### Records:
..............................
//! Base64 serialization utilities for serde
//!
//! This module provides reusable serde modules for serializing/deserializing
//! byte arrays and vectors as base64 strings in JSON. Decoding tolerates
//! missing padding, re-padding before decode (`spec.md` §4.1).

use base64::{engine::general_purpose::STANDARD as BASE64, Engine as _};
use serde::{Deserialize, Deserializer, Serializer};

/// Pad a base64 string to a multiple of 4 characters with `=`, leaving
/// already-padded (or empty) input untouched.
fn repad(s: &str) -> String {
    let rem = s.len() % 4;
    if rem == 0 {
        s.to_string()
    } else {
        format!("{s}{}", "=".repeat(4 - rem))
    }
}

fn decode_tolerant(s: &str) -> Result<Vec<u8>, base64::DecodeError> {
    BASE64.decode(repad(s))
}

/// Serialize/deserialize a `Vec<u8>` as a base64 string.
///
/// Usage:
/// ```ignore
/// #[serde(with = "crate::crypto::serde_utils::base64_bytes")]
/// pub field: Vec<u8>,
/// ```
pub mod base64_bytes {
    use super::*;

    pub fn serialize<S>(data: &Vec<u8>, serializer: S) -> Result<S::Ok, S::Error>
    where
        S: Serializer,
    {
        serializer.serialize_str(&BASE64.encode(data))
    }

    pub fn deserialize<'de, D>(deserializer: D) -> Result<Vec<u8>, D::Error>
    where
        D: Deserializer<'de>,
    {
        let s: String = Deserialize::deserialize(deserializer)?;
        decode_tolerant(&s).map_err(serde::de::Error::custom)
    }
}

/// Serialize/deserialize a `[u8; 12]` array as a base64 string.
/// Commonly used for AES-GCM nonces.
///
/// Usage:
/// ```ignore
/// #[serde(with = "crate::crypto::serde_utils::base64_array_12")]
/// pub nonce: [u8; 12],
/// ```
pub mod base64_array_12 {
    use super::*;

    pub fn serialize<S>(data: &[u8; 12], serializer: S) -> Result<S::Ok, S::Error>
    where
        S: Serializer,
    {
        serializer.serialize_str(&BASE64.encode(data))
    }

    pub fn deserialize<'de, D>(deserializer: D) -> Result<[u8; 12], D::Error>
    where
        D: Deserializer<'de>,
    {
        let s: String = Deserialize::deserialize(deserializer)?;
        let bytes = decode_tolerant(&s).map_err(serde::de::Error::custom)?;
        bytes
            .try_into()
            .map_err(|_| serde::de::Error::custom("invalid length: expected 12 bytes"))
    }
}

/// Serialize/deserialize a `[u8; 16]` array as a base64 string.
/// Commonly used for AES-GCM tags.
///
/// Usage:
/// ```ignore
/// #[serde(with = "crate::crypto::serde_utils::base64_array_16")]
/// pub tag: [u8; 16],
/// ```
pub mod base64_array_16 {
    use super::*;

    pub fn serialize<S>(data: &[u8; 16], serializer: S) -> Result<S::Ok, S::Error>
    where
        S: Serializer,
    {
        serializer.serialize_str(&BASE64.encode(data))
    }

    pub fn deserialize<'de, D>(deserializer: D) -> Result<[u8; 16], D::Error>
    where
        D: Deserializer<'de>,
    {
        let s: String = Deserialize::deserialize(deserializer)?;
        let bytes = decode_tolerant(&s).map_err(serde::de::Error::custom)?;
        bytes
            .try_into()
            .map_err(|_| serde::de::Error::custom("invalid length: expected 16 bytes"))
    }
}

/// Serialize/deserialize a `[u8; 32]` array as a base64 string.
/// Commonly used for keys and hashes.
///
/// Usage:
/// ```ignore
/// #[serde(with = "crate::crypto::serde_utils::base64_array_32")]
/// pub hash: [u8; 32],
/// ```
pub mod base64_array_32 {
    use super::*;

    pub fn serialize<S>(data: &[u8; 32], serializer: S) -> Result<S::Ok, S::Error>
    where
        S: Serializer,
    {
        serializer.serialize_str(&BASE64.encode(data))
    }

    pub fn deserialize<'de, D>(deserializer: D) -> Result<[u8; 32], D::Error>
    where
        D: Deserializer<'de>,
    {
        let s: String = Deserialize::deserialize(deserializer)?;
        let bytes = decode_tolerant(&s).map_err(serde::de::Error::custom)?;
        bytes
            .try_into()
            .map_err(|_| serde::de::Error::custom("invalid length: expected 32 bytes"))
    }
}

#[cfg(test)]
mod tests {
    use super::*;
    use serde::{Deserialize, Serialize};

    #[derive(Debug, PartialEq, Serialize, Deserialize)]
    struct TestVec {
        #[serde(with = "base64_bytes")]
        data: Vec<u8>,
    }

    #[derive(Debug, PartialEq, Serialize, Deserialize)]
    struct TestArray12 {
        #[serde(with = "base64_array_12")]
        nonce: [u8; 12],
    }

    #[derive(Debug, PartialEq, Serialize, Deserialize)]
    struct TestArray32 {
        #[serde(with = "base64_array_32")]
        hash: [u8; 32],
    }

    #[test]
    fn test_base64_bytes_roundtrip() {
        let original = TestVec { data: vec![1, 2, 3, 4, 5] };
        let json = serde_json::to_string(&original).unwrap();
        let decoded: TestVec = serde_json::from_str(&json).unwrap();
        assert_eq!(original, decoded);
    }

    #[test]
    fn test_base64_array_12_roundtrip() {
        let original = TestArray12 { nonce: [1, 2, 3, 4, 5, 6, 7, 8, 9, 10, 11, 12] };
        let json = serde_json::to_string(&original).unwrap();
        let decoded: TestArray12 = serde_json::from_str(&json).unwrap();
        assert_eq!(original, decoded);
    }

    #[test]
    fn test_base64_array_32_roundtrip() {
        let original = TestArray32 { hash: [42u8; 32] };
        let json = serde_json::to_string(&original).unwrap();
        let decoded: TestArray32 = serde_json::from_str(&json).unwrap();
        assert_eq!(original, decoded);
    }

    #[test]
    fn tolerates_missing_padding() {
        // "hello" -> "aGVsbG8=" fully padded; strip the trailing '=' to
        // simulate an unpadded sender.
        let json = r#"{"data":"aGVsbG8"}"#;
        let decoded: TestVec = serde_json::from_str(json).unwrap();
        assert_eq!(decoded.data, b"hello");
    }
}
..............................
### Work order:
Output the material in full, matching it word for word.

### Task response:
//! Base64 serialization utilities for serde
//!
//! This module provides reusable serde modules for serializing/deserializing
//! byte arrays and vectors as base64 strings in JSON. Decoding tolerates
//! missing padding, re-padding before decode (`spec.md` §4.1).

use base64::{engine::general_purpose::STANDARD as BASE64, Engine as _};
use serde::{Deserialize, Deserializer, Serializer};

/// Pad a base64 string to a multiple of 4 characters with `=`, leaving
/// already-padded (or empty) input untouched.
fn repad(s: &str) -> String {
    let rem = s.len() % 4;
    if rem == 0 {
        s.to_string()
    } else {
        format!("{s}{}", "=".repeat(4 - rem))
    }
}

fn decode_tolerant(s: &str) -> Result<Vec<u8>, base64::DecodeError> {
    BASE64.decode(repad(s))
}

/// Serialize/deserialize a `Vec<u8>` as a base64 string.
///
/// Usage:
/// ```ignore
/// #[serde(with = "crate::crypto::serde_utils::base64_bytes")]
/// pub field: Vec<u8>,
/// ```
pub mod base64_bytes {
    use super::*;

    pub fn serialize<S>(data: &Vec<u8>, serializer: S) -> Result<S::Ok, S::Error>
    where
        S: Serializer,
    {
        serializer.serialize_str(&BASE64.encode(data))
    }

    pub fn deserialize<'de, D>(deserializer: D) -> Result<Vec<u8>, D::Error>
    where
        D: Deserializer<'de>,
    {
        let s: String = Deserialize::deserialize(deserializer)?;
        decode_tolerant(&s).map_err(serde::de::Error::custom)
    }
}

/// Serialize/deserialize a `[u8; 12]` array as a base64 string.
/// Commonly used for AES-GCM nonces.
///
/// Usage:
/// ```ignore
/// #[serde(with = "crate::crypto::serde_utils::base64_array_12")]
/// pub nonce: [u8; 12],
/// ```
pub mod base64_array_12 {
    use super::*;

    pub fn serialize<S>(data: &[u8; 12], serializer: S) -> Result<S::Ok, S::Error>
    where
        S: Serializer,
    {
        serializer.serialize_str(&BASE64.encode(data))
    }

    pub fn deserialize<'de, D>(deserializer: D) -> Result<[u8; 12], D::Error>
    where
        D: Deserializer<'de>,
    {
        let s: String = Deserialize::deserialize(deserializer)?;
        let bytes = decode_tolerant(&s).map_err(serde::de::Error::custom)?;
        bytes
            .try_into()
            .map_err(|_| serde::de::Error::custom("invalid length: expected 12 bytes"))
    }
}

/// Serialize/deserialize a `[u8; 16]` array as a base64 string.
/// Commonly used for AES-GCM tags.
///
/// Usage:
/// ```ignore
/// #[serde(with = "crate::crypto::serde_utils::base64_array_16")]
/// pub tag: [u8; 16],
/// ```
pub mod base64_array_16 {
    use super::*;

    pub fn serialize<S>(data: &[u8; 16], serializer: S) -> Result<S::Ok, S::Error>
    where
        S: Serializer,
    {
        serializer.serialize_str(&BASE64.encode(data))
    }

    pub fn deserialize<'de, D>(deserializer: D) -> Result<[u8; 16], D::Error>
    where
        D: Deserializer<'de>,
    {
        let s: String = Deserialize::deserialize(deserializer)?;
        let bytes = decode_tolerant(&s).map_err(serde::de::Error::custom)?;
        bytes
            .try_into()
            .map_err(|_| serde::de::Error::custom("invalid length: expected 16 bytes"))
    }
}

/// Serialize/deserialize a `[u8; 32]` array as a base64 string.
/// Commonly used for keys and hashes.
///
/// Usage:
/// ```ignore
/// #[serde(with = "crate::crypto::serde_utils::base64_array_32")]
/// pub hash: [u8; 32],
/// ```
pub mod base64_array_32 {
    use super::*;

    pub fn serialize<S>(data: &[u8; 32], serializer: S) -> Result<S::Ok, S::Error>
    where
        S: Serializer,
    {
        serializer.serialize_str(&BASE64.encode(data))
    }

    pub fn deserialize<'de, D>(deserializer: D) -> Result<[u8; 32], D::Error>
    where
        D: Deserializer<'de>,
    {
        let s: String = Deserialize::deserialize(deserializer)?;
        let bytes = decode_tolerant(&s).map_err(serde::de::Error::custom)?;
        bytes
            .try_into()
            .map_err(|_| serde::de::Error::custom("invalid length: expected 32 bytes"))
    }
}

#[cfg(test)]
mod tests {
    use super::*;
    use serde::{Deserialize, Serialize};

    #[derive(Debug, PartialEq, Serialize, Deserialize)]
    struct TestVec {
        #[serde(with = "base64_bytes")]
        data: Vec<u8>,
    }

    #[derive(Debug, PartialEq, Serialize, Deserialize)]
    struct TestArray12 {
        #[serde(with = "base64_array_12")]
        nonce: [u8; 12],
    }

    #[derive(Debug, PartialEq, Serialize, Deserialize)]
    struct TestArray32 {
        #[serde(with = "base64_array_32")]
        hash: [u8; 32],
    }

    #[test]
    fn test_base64_bytes_roundtrip() {
        let original = TestVec { data: vec![1, 2, 3, 4, 5] };
        let json = serde_json::to_string(&original).unwrap();
        let decoded: TestVec = serde_json::from_str(&json).unwrap();
        assert_eq!(original, decoded);
    }

    #[test]
    fn test_base64_array_12_roundtrip() {
        let original = TestArray12 { nonce: [1, 2, 3, 4, 5, 6, 7, 8, 9, 10, 11, 12] };
        let json = serde_json::to_string(&original).unwrap();
        let decoded: TestArray12 = serde_json::from_str(&json).unwrap();
        assert_eq!(original, decoded);
    }

    #[test]
    fn test_base64_array_32_roundtrip() {
        let original = TestArray32 { hash: [42u8; 32] };
        let json = serde_json::to_string(&original).unwrap();
        let decoded: TestArray32 = serde_json::from_str(&json).unwrap();
        assert_eq!(original, decoded);
    }

    #[test]
    fn tolerates_missing_padding() {
        // "hello" -> "aGVsbG8=" fully padded; strip the trailing '=' to
        // simulate an unpadded sender.
        let json = r#"{"data":"aGVsbG8"}"#;
        let decoded: TestVec = serde_json::from_str(json).unwrap();
        assert_eq!(decoded.data, b"hello");
    }
}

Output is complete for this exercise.